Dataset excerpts
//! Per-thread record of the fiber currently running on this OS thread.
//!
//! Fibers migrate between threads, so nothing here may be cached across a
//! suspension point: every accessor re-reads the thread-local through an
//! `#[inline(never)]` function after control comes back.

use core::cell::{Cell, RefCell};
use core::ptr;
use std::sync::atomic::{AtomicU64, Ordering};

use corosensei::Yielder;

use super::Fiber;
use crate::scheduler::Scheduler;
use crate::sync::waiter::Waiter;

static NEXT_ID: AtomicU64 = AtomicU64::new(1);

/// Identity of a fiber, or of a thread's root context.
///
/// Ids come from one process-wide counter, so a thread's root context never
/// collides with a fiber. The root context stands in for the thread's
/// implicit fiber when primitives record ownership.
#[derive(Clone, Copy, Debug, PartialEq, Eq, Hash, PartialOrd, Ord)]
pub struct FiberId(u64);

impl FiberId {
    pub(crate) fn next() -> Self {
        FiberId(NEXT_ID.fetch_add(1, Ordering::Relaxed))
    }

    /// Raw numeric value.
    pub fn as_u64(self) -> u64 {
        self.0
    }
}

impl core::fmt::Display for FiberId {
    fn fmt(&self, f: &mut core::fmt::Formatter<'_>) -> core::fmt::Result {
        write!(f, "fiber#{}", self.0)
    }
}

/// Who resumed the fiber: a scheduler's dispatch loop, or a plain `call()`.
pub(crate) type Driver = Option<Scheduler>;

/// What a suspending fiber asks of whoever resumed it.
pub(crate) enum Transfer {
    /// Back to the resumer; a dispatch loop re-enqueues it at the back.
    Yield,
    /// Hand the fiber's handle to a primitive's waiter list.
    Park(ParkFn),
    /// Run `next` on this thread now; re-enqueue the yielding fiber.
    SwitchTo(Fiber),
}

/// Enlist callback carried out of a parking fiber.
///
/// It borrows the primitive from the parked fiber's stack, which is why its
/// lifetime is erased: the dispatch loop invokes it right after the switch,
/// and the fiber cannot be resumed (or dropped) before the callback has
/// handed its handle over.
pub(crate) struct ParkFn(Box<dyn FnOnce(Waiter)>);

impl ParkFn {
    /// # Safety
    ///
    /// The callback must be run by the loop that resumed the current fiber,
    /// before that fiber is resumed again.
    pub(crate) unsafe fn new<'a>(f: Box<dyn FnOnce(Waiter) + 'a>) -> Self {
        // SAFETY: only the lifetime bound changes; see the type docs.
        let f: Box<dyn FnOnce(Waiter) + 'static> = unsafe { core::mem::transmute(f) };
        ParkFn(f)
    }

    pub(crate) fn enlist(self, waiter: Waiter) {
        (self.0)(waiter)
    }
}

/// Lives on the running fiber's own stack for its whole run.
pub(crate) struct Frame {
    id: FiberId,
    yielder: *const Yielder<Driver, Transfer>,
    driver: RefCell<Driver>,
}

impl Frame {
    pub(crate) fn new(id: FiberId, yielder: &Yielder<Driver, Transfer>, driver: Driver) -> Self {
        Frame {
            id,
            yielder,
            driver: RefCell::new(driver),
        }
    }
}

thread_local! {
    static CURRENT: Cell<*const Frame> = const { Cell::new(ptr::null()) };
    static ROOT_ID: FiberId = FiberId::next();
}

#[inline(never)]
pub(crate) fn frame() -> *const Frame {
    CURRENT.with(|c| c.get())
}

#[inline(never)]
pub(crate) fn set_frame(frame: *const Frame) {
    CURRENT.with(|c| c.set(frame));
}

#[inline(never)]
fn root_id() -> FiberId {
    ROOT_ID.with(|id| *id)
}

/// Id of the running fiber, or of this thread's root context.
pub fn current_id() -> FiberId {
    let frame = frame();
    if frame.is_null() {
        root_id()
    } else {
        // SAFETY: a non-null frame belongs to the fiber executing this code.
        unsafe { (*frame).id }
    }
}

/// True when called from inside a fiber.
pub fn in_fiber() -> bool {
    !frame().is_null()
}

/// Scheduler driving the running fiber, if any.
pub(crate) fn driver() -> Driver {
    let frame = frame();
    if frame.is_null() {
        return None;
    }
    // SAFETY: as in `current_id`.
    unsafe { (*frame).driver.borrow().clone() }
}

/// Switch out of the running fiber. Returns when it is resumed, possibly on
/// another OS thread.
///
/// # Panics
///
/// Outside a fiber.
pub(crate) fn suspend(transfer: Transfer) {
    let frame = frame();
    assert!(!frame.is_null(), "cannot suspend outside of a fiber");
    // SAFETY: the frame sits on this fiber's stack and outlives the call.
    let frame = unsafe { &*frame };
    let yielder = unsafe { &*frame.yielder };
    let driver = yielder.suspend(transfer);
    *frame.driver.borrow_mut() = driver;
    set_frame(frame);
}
...
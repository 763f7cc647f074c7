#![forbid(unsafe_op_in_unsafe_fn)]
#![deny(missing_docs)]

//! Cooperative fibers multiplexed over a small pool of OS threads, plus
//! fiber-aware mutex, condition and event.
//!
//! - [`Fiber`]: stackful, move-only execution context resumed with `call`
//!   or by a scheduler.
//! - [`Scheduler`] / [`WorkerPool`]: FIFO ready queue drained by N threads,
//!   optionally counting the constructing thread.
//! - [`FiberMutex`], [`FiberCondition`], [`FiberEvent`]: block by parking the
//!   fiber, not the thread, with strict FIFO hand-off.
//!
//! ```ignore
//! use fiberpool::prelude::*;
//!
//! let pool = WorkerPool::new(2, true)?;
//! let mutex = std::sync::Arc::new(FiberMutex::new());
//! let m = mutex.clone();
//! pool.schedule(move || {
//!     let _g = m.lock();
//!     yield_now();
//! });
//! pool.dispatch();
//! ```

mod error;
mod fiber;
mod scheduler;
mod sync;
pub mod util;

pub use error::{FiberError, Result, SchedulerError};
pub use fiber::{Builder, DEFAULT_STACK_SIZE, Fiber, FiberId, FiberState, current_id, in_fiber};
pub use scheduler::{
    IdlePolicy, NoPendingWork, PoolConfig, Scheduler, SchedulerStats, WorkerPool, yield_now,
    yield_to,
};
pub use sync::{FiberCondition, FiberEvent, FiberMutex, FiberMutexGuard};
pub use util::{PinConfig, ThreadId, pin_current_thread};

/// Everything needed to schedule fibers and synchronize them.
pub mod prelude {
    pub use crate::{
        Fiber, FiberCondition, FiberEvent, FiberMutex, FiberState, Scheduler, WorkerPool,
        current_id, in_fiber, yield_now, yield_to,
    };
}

ACTIVITY: Copy the records above exactly, beginning at the line that contains "this OS thread." and stopping after the line that contains "use crate::sync::waiter::Waiter;".

TASK RESULT:
//! Per-thread record of the fiber currently running on this OS thread.
//!
//! Fibers migrate between threads, so nothing here may be cached across a
//! suspension point: every accessor re-reads the thread-local through an
//! `#[inline(never)]` function after control comes back.

use core::cell::{Cell, RefCell};
use core::ptr;
use std::sync::atomic::{AtomicU64, Ordering};

use corosensei::Yielder;

use super::Fiber;
use crate::scheduler::Scheduler;
use crate::sync::waiter::Waiter;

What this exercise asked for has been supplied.